Di fronte a questi dati politici, non può sfuggire un primo dato sociale. Al netto delle alchimie parlamentari, dei giochi di alleanza, del ruolo del presidente Mattarella, gli italiani hanno deciso di non fidarsi appieno di nessuno. Dipende dalla legge elettorale, certo. Ma un paese così spaccato, e i dati geografici ce lo confermano una volta di più, non si governa bene grazie a meccanismi che regalino maggioranze dove in realtà non ci sono. Al sud una marea di consenso grillino ci dice che dove si ha meno da perdere, e dove anche si hanno poche speranze di guadagnare, ci si affida a panacee fragili, a redditi di cittadinanza tutti da dimostrare nella loro fattibilità. Male che vada, del resto, non andrà peggio di così.

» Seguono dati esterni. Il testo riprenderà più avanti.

//! # Conference Entity
//!
//! カンファレンス集約のドメインエンティティ
//!
//! カンファレンスは自身のセッションを所有し、永続化は集約単位で行う。

use chrono::{DateTime, Utc};
use serde::{Deserialize, Serialize};

use super::session::Session;
use super::Identifiable;

/// カンファレンス（集約ルート）
#[derive(Debug, Clone, PartialEq, Eq, Serialize, Deserialize)]
pub struct Conference {
    pub id: String,
    pub name: String,
    pub tag_line: Option<String>,
    pub start: Option<DateTime<Utc>>,
    pub end: Option<DateTime<Utc>>,
    #[serde(default)]
    sessions: Vec<Session>,
}

impl Conference {
    /// 新しいカンファレンスを作成
    ///
    /// # Arguments
    ///
    /// * `id` - カンファレンスID
    /// * `name` - カンファレンス名
    pub fn new(id: impl Into<String>, name: impl Into<String>) -> Self {
        Self {
            id: id.into(),
            name: name.into(),
            tag_line: None,
            start: None,
            end: None,
            sessions: Vec::new(),
        }
    }

    /// セッションへの参照を返す（順序は保証しない）
    pub fn sessions(&self) -> &[Session] {
        &self.sessions
    }

    /// IDでセッションを検索する
    ///
    /// セッション数は小さい前提のため線形探索で十分
    pub fn find_session(&self, session_id: &str) -> Option<&Session> {
        self.sessions.iter().find(|session| session.id == session_id)
    }

    /// IDでセッションを検索する（可変参照）
    pub fn find_session_mut(&mut self, session_id: &str) -> Option<&mut Session> {
        self.sessions
            .iter_mut()
            .find(|session| session.id == session_id)
    }

    /// セッションを追加する
    ///
    /// # Returns
    ///
    /// 追加できた場合に `true`。同じIDのセッションが既に存在する場合は `false`
    pub fn add_session(&mut self, session: Session) -> bool {
        if self.find_session(&session.id).is_some() {
            return false;
        }
        self.sessions.push(session);
        true
    }

    /// IDでセッションを削除する
    ///
    /// # Returns
    ///
    /// 削除されたセッション
    pub fn remove_session(&mut self, session_id: &str) -> Option<Session> {
        let index = self
            .sessions
            .iter()
            .position(|session| session.id == session_id)?;
        Some(self.sessions.swap_remove(index))
    }
}

impl Identifiable for Conference {
    fn id(&self) -> &str {
        &self.id
    }
}

#[cfg(test)]
mod tests {
    use super::*;

    #[test]
    fn test_add_and_find_session() {
        let mut conference = Conference::new("c-1", "RustConf");

        assert!(conference.add_session(Session::new("s-1", "Keynote")));
        assert!(conference.add_session(Session::new("s-2", "Async in Depth")));

        assert_eq!(conference.sessions().len(), 2);
        assert_eq!(conference.find_session("s-2").unwrap().title, "Async in Depth");
        assert!(conference.find_session("s-3").is_none());
    }

    #[test]
    fn test_add_session_rejects_duplicate_id() {
        let mut conference = Conference::new("c-1", "RustConf");

        assert!(conference.add_session(Session::new("s-1", "Keynote")));
        assert!(!conference.add_session(Session::new("s-1", "Another Keynote")));

        assert_eq!(conference.sessions().len(), 1);
        assert_eq!(conference.find_session("s-1").unwrap().title, "Keynote");
    }

    #[test]
    fn test_remove_session() {
        let mut conference = Conference::new("c-1", "RustConf");
        conference.add_session(Session::new("s-1", "Keynote"));
        conference.add_session(Session::new("s-2", "Lightning Talks"));

        let removed = conference.remove_session("s-1");

        assert_eq!(removed.unwrap().id, "s-1");
        assert!(conference.find_session("s-1").is_none());
        assert_eq!(conference.sessions().len(), 1);
        assert!(conference.remove_session("s-1").is_none());
    }

    #[test]
    fn test_find_session_mut_updates_in_place() {
        let mut conference = Conference::new("c-1", "RustConf");
        conference.add_session(Session::new("s-1", "Keynote"));

        conference.find_session_mut("s-1").unwrap().title = "Closing Keynote".to_string();

        assert_eq!(conference.find_session("s-1").unwrap().title, "Closing Keynote");
    }

    #[test]
    fn test_serialization_keeps_sessions() {
        let mut conference = Conference::new("c-1", "RustConf");
        conference.add_session(Session::new("s-1", "Keynote"));

        let json = serde_json::to_string(&conference).unwrap();
        let restored: Conference = serde_json::from_str(&json).unwrap();

        assert_eq!(restored, conference);
    }
}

Il centrosinistra arranca, pesantemente, anche nelle sue zone di più forte radicamente, in Emilia soprattutto, ma non solo. Il passato è passato, e forse serviva vedere in faccia le proprie rughe e non solo quelle profonde di Berlusconi e dei suoi elettori. La destra si tiene senza ansie il suo nord, con l’eccezione di qualche collegio milanese. In generale, il voto progressista sta tutto annidato nei centri urbani, e neanche in tutti, asserragliato come in un fortino sempre più lontano dalla grande, popolosa, impaurita provincia italiana.
I numeri per governare dunque non li ha nessuno, o forse salteranno fuori per faticose trattavie e prese di “responsabilità”. È presto per dire se moriremo sovranisti o sopravviveremo codini.
Di sicuro però, nella storia delle nazioni, arriva un tempo in cui le persone di buona volontà devono mettere la propria vita e il proprio tempo a disposizione di tutti, anche di chi odia i migranti o teme i vaccini, perché la lotta politica non si fa solo per salvare gli amici, ma anche proteggere gli avversari dai loro errori. Arriva un tempo in cui o si fa una nazione o si muore. E quel tempo è entrato nelle nostre case: sbattendo violentemente la porta.